臍帯ヘルニア:臍帯からの腹腔内臓器の脱出であり、欠損孔が5cm以上で、羊膜および腹膜により被覆されています。胎生5週以前のお腹の壁を形成する過程の異常により発症すると考えられています。腹壁破裂と違い腹腔の発達は悪く、脱出臓器を無理にお腹の中に戻すことは危険なため、人工膜を使用し段階的修復を行うこともあります。5,000~10,000人に1人の割合で発生します。 ほぼ全例に腸回転異常症を伴います。ときに小腸閉鎖症の合併が認められます。
治療
術前処置・管理として、加湿した暖かいクローズクベース(閉鎖式保育器)に入れて低体温と脱水の予防を行います。脱出腸管が屈曲して腸管の血行が妨げられないよう配慮します。呼吸の安定、腸管サイズ縮小、腸浮腫の防止のため浣腸による胎便の排出を促します。
- 一期的腹壁閉鎖手術
腸管をお腹の中に戻すことが可能な腹壁破裂、臍帯ヘルニア
※ 腸管の還納が可能な条件:下大静脈の閉塞、屈曲による静脈還流の障害や腹腔内圧の過度の上昇がないことが条件です。 - 多期的腹壁閉鎖手術
巨大なヘルニアについてはお腹に戻して閉鎖することにより呼吸障害、腸が腐ってしまう恐れがあるので数回に分けて手術を行います。
治療法:
- Allen-Wrenn(アレン・レン)法:腹直筋と人工布を縫合しサイロを形成、徐々に縫縮し2週間以内に腹壁閉鎖を図る方法。

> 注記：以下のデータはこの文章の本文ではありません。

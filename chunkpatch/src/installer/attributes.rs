//! File attribute stage. Failures are logged, never fatal.

use std::path::Path;

use crate::fs::FileSystem;
use crate::manifest::BuildManifest;

/// Apply manifest attributes to `files` under `dir`.
///
/// Files whose attributes are default in both builds are skipped. Returns the
/// number of files that could not be updated.
pub fn apply_file_attributes<'a>(
    fs: &dyn FileSystem,
    manifest: &BuildManifest,
    current: Option<&BuildManifest>,
    dir: &Path,
    files: impl IntoIterator<Item = &'a String>,
) -> usize {
    let mut failures = 0;
    for name in files {
        let Some(file) = manifest.file(name) else {
            continue;
        };
        let previously_set = current
            .and_then(|m| m.file(name))
            .is_some_and(|f| !f.attributes.is_default());
        if file.attributes.is_default() && !previously_set {
            continue;
        }

        let path = dir.join(name);
        if let Err(e) = fs.set_attributes(&path, &file.attributes) {
            tracing::warn!(file = %name, error = %e, "Could not set file attributes");
            failures += 1;
        }
    }
    failures
}
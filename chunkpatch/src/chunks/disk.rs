//! Disk overflow tier of the chunk store.

use std::collections::HashSet;
use std::path::{Path, PathBuf};
use std::sync::Arc;

use bytes::Bytes;
use parking_lot::Mutex;
use serde::{Deserialize, Serialize};

use super::{ChunkData, ChunkStoreError};
use crate::fs::FileSystem;
use crate::manifest::ChunkId;
use crate::stats::InstallerStatistics;

/// On-disk record for a booted chunk.
#[derive(Serialize, Deserialize)]
struct StoredChunk {
    id: ChunkId,
    hash: String,
    data: Vec<u8>,
}

/// Stores booted chunks as individual files in a staging directory.
///
/// Only chunks written by this store are visible; files left over from a
/// previous session are ignored.
#[derive(Debug)]
pub struct DiskChunkStore {
    fs: Arc<dyn FileSystem>,
    dir: PathBuf,
    stats: Arc<InstallerStatistics>,
    index: Mutex<HashSet<ChunkId>>,
}

impl DiskChunkStore {
    pub fn new(fs: Arc<dyn FileSystem>, dir: PathBuf, stats: Arc<InstallerStatistics>) -> Self {
        Self {
            fs,
            dir,
            stats,
            index: Mutex::new(HashSet::new()),
        }
    }

    pub fn dir(&self) -> &Path {
        &self.dir
    }

    fn path_for(&self, id: &ChunkId) -> PathBuf {
        self.dir.join(format!("{id}.chunk"))
    }

    /// Write a chunk to disk.
    pub fn put(&self, chunk: &ChunkData) -> Result<(), ChunkStoreError> {
        let id = chunk.id();
        let record = StoredChunk {
            id,
            hash: chunk.hash().to_string(),
            data: chunk.data().to_vec(),
        };
        let encoded =
            bincode::serialize(&record).map_err(|source| ChunkStoreError::Encode { id, source })?;

        let path = self.path_for(&id);
        self.fs
            .write(&path, &encoded)
            .map_err(|source| ChunkStoreError::Write { id, path, source })?;

        self.index.lock().insert(id);
        tracing::trace!(chunk = %id, "Chunk written to disk store");
        Ok(())
    }

    /// Read a chunk back. `Ok(None)` if this store does not hold it.
    pub fn get(&self, id: &ChunkId) -> Result<Option<Arc<ChunkData>>, ChunkStoreError> {
        if !self.index.lock().contains(id) {
            return Ok(None);
        }

        let result = self.load(id);
        self.stats.record_disk_load(result.is_ok());
        if let Err(e) = &result {
            tracing::warn!(chunk = %id, error = %e, "Failed to load chunk from disk store");
        }
        result.map(|chunk| Some(Arc::new(chunk)))
    }

    fn load(&self, id: &ChunkId) -> Result<ChunkData, ChunkStoreError> {
        let path = self.path_for(id);
        let encoded = self
            .fs
            .read(&path)
            .map_err(|source| ChunkStoreError::Read {
                id: *id,
                path: path.clone(),
                source,
            })?;
        let record: StoredChunk =
            bincode::deserialize(&encoded).map_err(|_| ChunkStoreError::Corrupt { id: *id })?;

        let chunk = ChunkData::with_hash(record.id, record.hash, Bytes::from(record.data));
        if chunk.id() != *id || !chunk.verify(chunk.hash()) {
            return Err(ChunkStoreError::Corrupt { id: *id });
        }
        Ok(chunk)
    }

    /// Delete a chunk. Returns true if it was held.
    pub fn remove(&self, id: &ChunkId) -> bool {
        if !self.index.lock().remove(id) {
            return false;
        }
        let path = self.path_for(id);
        if let Err(e) = self.fs.remove_file(&path) {
            tracing::debug!(chunk = %id, error = %e, "Failed to delete disk store file");
        }
        true
    }

    pub fn contains(&self, id: &ChunkId) -> bool {
        self.index.lock().contains(id)
    }

    pub fn len(&self) -> usize {
        self.index.lock().len()
    }

    pub fn is_empty(&self) -> bool {
        self.len() == 0
    }
}

#[cfg(test)]
mod tests {
    use super::*;
    use crate::fs::LocalFileSystem;
    use tempfile::TempDir;

    fn store(dir: PathBuf) -> (DiskChunkStore, Arc<InstallerStatistics>) {
        let stats = Arc::new(InstallerStatistics::new());
        (
            DiskChunkStore::new(Arc::new(LocalFileSystem), dir, Arc::clone(&stats)),
            stats,
        )
    }

    #[test]
    fn test_put_get_remove() {
        let temp = TempDir::new().unwrap();
        let (store, stats) = store(temp.path().join("PatchData"));
        let chunk = ChunkData::new(ChunkId::from_u128(1), b"chunk bytes".to_vec());

        store.put(&chunk).unwrap();
        assert!(store.contains(&chunk.id()));

        let loaded = store.get(&chunk.id()).unwrap().unwrap();
        assert_eq!(*loaded, chunk);
        assert_eq!(stats.snapshot().disk_cache_loads, 1);

        assert!(store.remove(&chunk.id()));
        assert!(store.get(&chunk.id()).unwrap().is_none());
        assert!(!temp
            .path()
            .join("PatchData")
            .join(format!("{}.chunk", chunk.id()))
            .exists());
    }

    #[test]
    fn test_get_unknown_chunk() {
        let temp = TempDir::new().unwrap();
        let (store, _) = store(temp.path().to_path_buf());
        assert!(store.get(&ChunkId::from_u128(5)).unwrap().is_none());
        assert!(!store.remove(&ChunkId::from_u128(5)));
    }

    #[test]
    fn test_corrupt_file_is_reported() {
        let temp = TempDir::new().unwrap();
        let (store, stats) = store(temp.path().to_path_buf());
        let chunk = ChunkData::new(ChunkId::from_u128(1), b"chunk bytes".to_vec());
        store.put(&chunk).unwrap();

        std::fs::write(temp.path().join(format!("{}.chunk", chunk.id())), b"garbage").unwrap();

        let result = store.get(&chunk.id());
        assert!(matches!(result, Err(ChunkStoreError::Corrupt { .. })));
        assert_eq!(stats.snapshot().disk_cache_load_failures, 1);
    }

    #[test]
    fn test_write_failure_is_retryable_error() {
        let temp = TempDir::new().unwrap();
        // A regular file where the store directory should be
        let blocker = temp.path().join("blocked");
        std::fs::write(&blocker, b"x").unwrap();
        let (store, _) = store(blocker);

        let chunk = ChunkData::new(ChunkId::from_u128(1), b"data".to_vec());
        let err = store.put(&chunk).unwrap_err();

        assert!(matches!(err, ChunkStoreError::Write { .. }));
        assert!(err.is_retryable());
        assert!(!store.contains(&chunk.id()));
    }
}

- Skin closure:上記の方法で感染や合併症を生じた場合、一期的に閉鎖をすることが困難な場合や、重症合併症のある場合、新生児期に皮膚のみで脱出腸管を被覆し、後に腹壁閉鎖を行う方法があります。
- 最近では下記のようにwound retractorという手術中に創部を拡げておく、ナイロン袋の中に腸をはめ込み、次第に絞っていきお腹を閉じる方法がよく使われています。
術後経過
新生児集中治療室で管理となります。一般的には予後は良好ですが、中には胎内死亡や出生直後に重篤な呼吸器合併症で死亡する症例もあります。